El Papa Francisco nos ha regalado una especie de actualización de su encíclica Laudato Sí’. Como en ese entonces, el pontífice no llama sólo a los católicos, sino a todos los hombres y mujeres de buena voluntad, que los hay por miles de millones en este mundo. Claro, a los católicos –como debe ser—nos carga la mano: somos doblemente responsables del cuidado del otro, en especial del más pobre. Y el cambio climático al que se refiere la exhortación apostólica Laudate Deum (“Alaben al Señor”) a los que pega con mayor violencia es a los pobres y a las criaturas que nos acompañan en el camino.

Dos son los motores sobre los cuales se edifica Laudate Deum: “todo está contectado” y “nadie se salva solo”. Lo que hago aquí repercute allá, y para salir de esta maraña necesito al de allá y a los de aquí.
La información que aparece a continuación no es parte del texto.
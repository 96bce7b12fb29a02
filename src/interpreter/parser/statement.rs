use std::iter::Peekable;

use crate::{
    ast::{CollectionKind, CollectionMethod, ElseArm, Stmt, VarType},
    error::ParseError,
    interpreter::{
        lexer::{Spanned, Token},
        parser::{
            block::parse_block,
            core::{ParseResult, parse_expression},
            utils::{end_of_input, expect_token, parse_comma_separated, parse_identifier},
        },
    },
};

/// Parses a single statement.
///
/// A statement may be one of:
/// - `echo(…);`
/// - `create:<type> name = expr;`
/// - an assignment, indexed assignment, method call, or call statement,
///   all of which begin with an identifier,
/// - `if`, `while`, or `for`.
///
/// The leading token decides the form; anything else is a parse error.
///
/// # Parameters
/// - `tokens`: Token iterator positioned at the start of a statement.
///
/// # Returns
/// A parsed [`Stmt`] node.
pub fn parse_statement<'a, I>(tokens: &mut Peekable<I>) -> ParseResult<Stmt>
    where I: Iterator<Item = &'a Spanned> + Clone
{
    match tokens.peek() {
        Some(Spanned { token: Token::Echo, .. }) => parse_echo(tokens),
        Some(Spanned { token: Token::Create, .. }) => parse_create(tokens),
        Some(Spanned { token: Token::If, .. }) => parse_if(tokens),
        Some(Spanned { token: Token::While, .. }) => parse_while(tokens),
        Some(Spanned { token: Token::For, .. }) => parse_for(tokens),
        Some(Spanned { token: Token::Identifier(_), .. }) => parse_identifier_statement(tokens),
        Some(sp) => Err(ParseError::UnexpectedToken { token:  sp.token.to_string(),
                                                      line:   sp.line,
                                                      column: sp.column, }),
        None => Err(end_of_input()),
    }
}

/// Parses an `echo(e1, e2, …);` statement. At least one argument is
/// required.
fn parse_echo<'a, I>(tokens: &mut Peekable<I>) -> ParseResult<Stmt>
    where I: Iterator<Item = &'a Spanned> + Clone
{
    let Some(first) = tokens.next() else {
        return Err(end_of_input());
    };
    let line = first.line;

    expect_token(tokens, &Token::LParen, "'(' after 'echo'")?;
    let mut args = vec![parse_expression(tokens)?];
    loop {
        match tokens.next() {
            Some(Spanned { token: Token::Comma, .. }) => args.push(parse_expression(tokens)?),
            Some(Spanned { token: Token::RParen, .. }) => break,
            Some(sp) => {
                return Err(ParseError::ExpectedToken { expected: "',' or ')'".to_string(),
                                                       found:    sp.token.to_string(),
                                                       line:     sp.line,
                                                       column:   sp.column, });
            },
            None => return Err(end_of_input()),
        }
    }
    expect_token(tokens, &Token::Semicolon, "';' after 'echo'")?;

    Ok(Stmt::Echo { args, line })
}

/// Parses a declaration: `create:<type> name = expr;`.
///
/// The type must be one of the six type names; the initializer is
/// mandatory.
fn parse_create<'a, I>(tokens: &mut Peekable<I>) -> ParseResult<Stmt>
    where I: Iterator<Item = &'a Spanned> + Clone
{
    let Some(first) = tokens.next() else {
        return Err(end_of_input());
    };
    let line = first.line;

    let declared = match tokens.next() {
        Some(sp) => match &sp.token {
            Token::StringType => VarType::String,
            Token::IntType => VarType::Int,
            Token::FloatType => VarType::Float,
            Token::BoolType => VarType::Bool,
            Token::ListType => VarType::List,
            Token::DictType => VarType::Dict,
            other => {
                return Err(ParseError::ExpectedTypeName { found:  other.to_string(),
                                                          line:   sp.line,
                                                          column: sp.column, });
            },
        },
        None => return Err(end_of_input()),
    };

    let (name, _) = parse_identifier(tokens)?;
    expect_token(tokens, &Token::Equals, "'='")?;
    let init = parse_expression(tokens)?;
    expect_token(tokens, &Token::Semicolon, "';' after the declaration")?;

    Ok(Stmt::CreateVar { declared, name, init, line })
}

/// Parses the statements that begin with an identifier.
///
/// The token after the name picks the form:
/// - `=` — assignment
/// - `[` — indexed assignment
/// - `.` — collection method call
/// - `(` — call statement
fn parse_identifier_statement<'a, I>(tokens: &mut Peekable<I>) -> ParseResult<Stmt>
    where I: Iterator<Item = &'a Spanned> + Clone
{
    let (name, line) = parse_identifier(tokens)?;

    match tokens.peek() {
        Some(Spanned { token: Token::Equals, .. }) => {
            tokens.next();
            let value = parse_expression(tokens)?;
            expect_token(tokens, &Token::Semicolon, "';' after the assignment")?;
            Ok(Stmt::AssignVar { name, value, line })
        },
        Some(Spanned { token: Token::LBracket, .. }) => {
            tokens.next();
            let index = parse_expression(tokens)?;
            expect_token(tokens, &Token::RBracket, "']'")?;
            expect_token(tokens, &Token::Equals, "'=' after the index")?;
            let value = parse_expression(tokens)?;
            expect_token(tokens, &Token::Semicolon, "';' after the assignment")?;
            Ok(Stmt::IndexAssign { name, index, value, line })
        },
        Some(Spanned { token: Token::Dot, .. }) => {
            tokens.next();
            parse_method_call(tokens, name, line)
        },
        Some(Spanned { token: Token::LParen, .. }) => {
            tokens.next();
            let args = parse_comma_separated(tokens, parse_expression, &Token::RParen)?;
            expect_token(tokens, &Token::Semicolon, "';' after the call")?;
            Ok(Stmt::Call { name, args, line })
        },
        Some(sp) => Err(ParseError::ExpectedToken { expected: "'=', '[', '.', or '('".to_string(),
                                                    found:    sp.token.to_string(),
                                                    line:     sp.line,
                                                    column:   sp.column, }),
        None => Err(end_of_input()),
    }
}

/// Parses a collection method call after the dot:
/// `name.<method>:<kind>(args);`.
///
/// `add:dict` takes its first argument as a `key : value` pair; the
/// grammar tolerates additional comma-separated expressions after it.
fn parse_method_call<'a, I>(tokens: &mut Peekable<I>,
                            object: String,
                            line: usize)
                            -> ParseResult<Stmt>
    where I: Iterator<Item = &'a Spanned> + Clone
{
    let method = match tokens.next() {
        Some(Spanned { token: Token::Add, .. }) => CollectionMethod::Add,
        Some(Spanned { token: Token::Delete, .. }) => CollectionMethod::Delete,
        Some(Spanned { token: Token::Clear, .. }) => CollectionMethod::Clear,
        Some(sp) => {
            return Err(ParseError::ExpectedToken { expected: "'add', 'delete', or 'clear'".to_string(),
                                                   found:    sp.token.to_string(),
                                                   line:     sp.line,
                                                   column:   sp.column, });
        },
        None => return Err(end_of_input()),
    };

    expect_token(tokens, &Token::Colon, "':' after the method name")?;

    let target = match tokens.next() {
        Some(Spanned { token: Token::ListType, .. }) => CollectionKind::List,
        Some(Spanned { token: Token::DictType, .. }) => CollectionKind::Dict,
        Some(sp) => {
            return Err(ParseError::ExpectedToken { expected: "'list' or 'dict'".to_string(),
                                                   found:    sp.token.to_string(),
                                                   line:     sp.line,
                                                   column:   sp.column, });
        },
        None => return Err(end_of_input()),
    };

    expect_token(tokens, &Token::LParen, "'('")?;

    let args = if method == CollectionMethod::Add && target == CollectionKind::Dict {
        let key = parse_expression(tokens)?;
        expect_token(tokens, &Token::Colon, "':' between key and value")?;
        let value = parse_expression(tokens)?;

        let mut args = vec![key, value];
        loop {
            match tokens.next() {
                Some(Spanned { token: Token::Comma, .. }) => args.push(parse_expression(tokens)?),
                Some(Spanned { token: Token::RParen, .. }) => break,
                Some(sp) => {
                    return Err(ParseError::ExpectedToken { expected: "',' or ')'".to_string(),
                                                           found:    sp.token.to_string(),
                                                           line:     sp.line,
                                                           column:   sp.column, });
                },
                None => return Err(end_of_input()),
            }
        }
        args
    } else {
        parse_comma_separated(tokens, parse_expression, &Token::RParen)?
    };

    expect_token(tokens, &Token::Semicolon, "';' after the call")?;

    Ok(Stmt::MethodCall { object, method, target, args, line })
}

/// Parses an `if` statement with optional `else` and chained `else if`.
///
/// Syntax:
/// ```text
///     if (condition) { … }
///     else if (condition) { … }
///     else { … }
/// ```
/// Nested `else if` constructs are parsed recursively.
fn parse_if<'a, I>(tokens: &mut Peekable<I>) -> ParseResult<Stmt>
    where I: Iterator<Item = &'a Spanned> + Clone
{
    let Some(first) = tokens.next() else {
        return Err(end_of_input());
    };
    let line = first.line;

    expect_token(tokens, &Token::LParen, "'(' after 'if'")?;
    let condition = parse_expression(tokens)?;
    expect_token(tokens, &Token::RParen, "')' after the condition")?;

    let then_branch = parse_block(tokens)?;

    let else_branch = if let Some(Spanned { token: Token::Else, .. }) = tokens.peek() {
        tokens.next();

        match tokens.peek() {
            Some(Spanned { token: Token::If, .. }) => Some(ElseArm::If(Box::new(parse_if(tokens)?))),
            Some(Spanned { token: Token::LBrace, .. }) => Some(ElseArm::Block(parse_block(tokens)?)),
            Some(sp) => {
                return Err(ParseError::ExpectedToken { expected: "'if' or '{' after 'else'".to_string(),
                                                       found:    sp.token.to_string(),
                                                       line:     sp.line,
                                                       column:   sp.column, });
            },
            None => return Err(end_of_input()),
        }
    } else {
        None
    };

    Ok(Stmt::If { condition,
                  then_branch,
                  else_branch,
                  line })
}

/// Parses a `while (condition) { … }` statement.
fn parse_while<'a, I>(tokens: &mut Peekable<I>) -> ParseResult<Stmt>
    where I: Iterator<Item = &'a Spanned> + Clone
{
    let Some(first) = tokens.next() else {
        return Err(end_of_input());
    };
    let line = first.line;

    expect_token(tokens, &Token::LParen, "'(' after 'while'")?;
    let condition = parse_expression(tokens)?;
    expect_token(tokens, &Token::RParen, "')' after the condition")?;
    let body = parse_block(tokens)?;

    Ok(Stmt::While { condition, body, line })
}

/// Parses a `for (init?; cond?; update?) { … }` statement.
///
/// The initializer may be a declaration or an assignment and consumes its
/// own `;`; an omitted condition defaults to `true`; the update is a plain
/// assignment without a trailing `;`.
fn parse_for<'a, I>(tokens: &mut Peekable<I>) -> ParseResult<Stmt>
    where I: Iterator<Item = &'a Spanned> + Clone
{
    let Some(first) = tokens.next() else {
        return Err(end_of_input());
    };
    let line = first.line;

    expect_token(tokens, &Token::LParen, "'(' after 'for'")?;

    let init = match tokens.peek() {
        Some(Spanned { token: Token::Semicolon, .. }) => {
            tokens.next();
            None
        },
        Some(Spanned { token: Token::Create, .. }) => Some(Box::new(parse_create(tokens)?)),
        _ => {
            let (name, init_line) = parse_identifier(tokens)?;
            expect_token(tokens, &Token::Equals, "'='")?;
            let value = parse_expression(tokens)?;
            expect_token(tokens, &Token::Semicolon, "';' after the initializer")?;
            Some(Box::new(Stmt::AssignVar { name,
                                            value,
                                            line: init_line }))
        },
    };

    let condition = match tokens.peek() {
        Some(Spanned { token: Token::Semicolon, .. }) => {
            tokens.next();
            None
        },
        _ => {
            let condition = parse_expression(tokens)?;
            expect_token(tokens, &Token::Semicolon, "';' after the condition")?;
            Some(condition)
        },
    };

    let update = match tokens.peek() {
        Some(Spanned { token: Token::RParen, .. }) => None,
        _ => {
            let (name, update_line) = parse_identifier(tokens)?;
            expect_token(tokens, &Token::Equals, "'='")?;
            let value = parse_expression(tokens)?;
            Some(Box::new(Stmt::AssignVar { name,
                                            value,
                                            line: update_line }))
        },
    };

    expect_token(tokens, &Token::RParen, "')' after the loop header")?;
    let body = parse_block(tokens)?;

    Ok(Stmt::For { init,
                   condition,
                   update,
                   body,
                   line })
}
Parece de una sencillez extraordinaria, pero si meditamos un momento sabremos sinceramente que en muchas ocasiones nos importa un rábano lo que pase allá si no me afecta a mí. Y echamos un velo de oscuridad a nuestras acciones con el consabido pensamiento: “¿Y a ellos en qué les quita que yo desperdicie comida, agua, luz, gasolina, etcétera, si yo la pago?”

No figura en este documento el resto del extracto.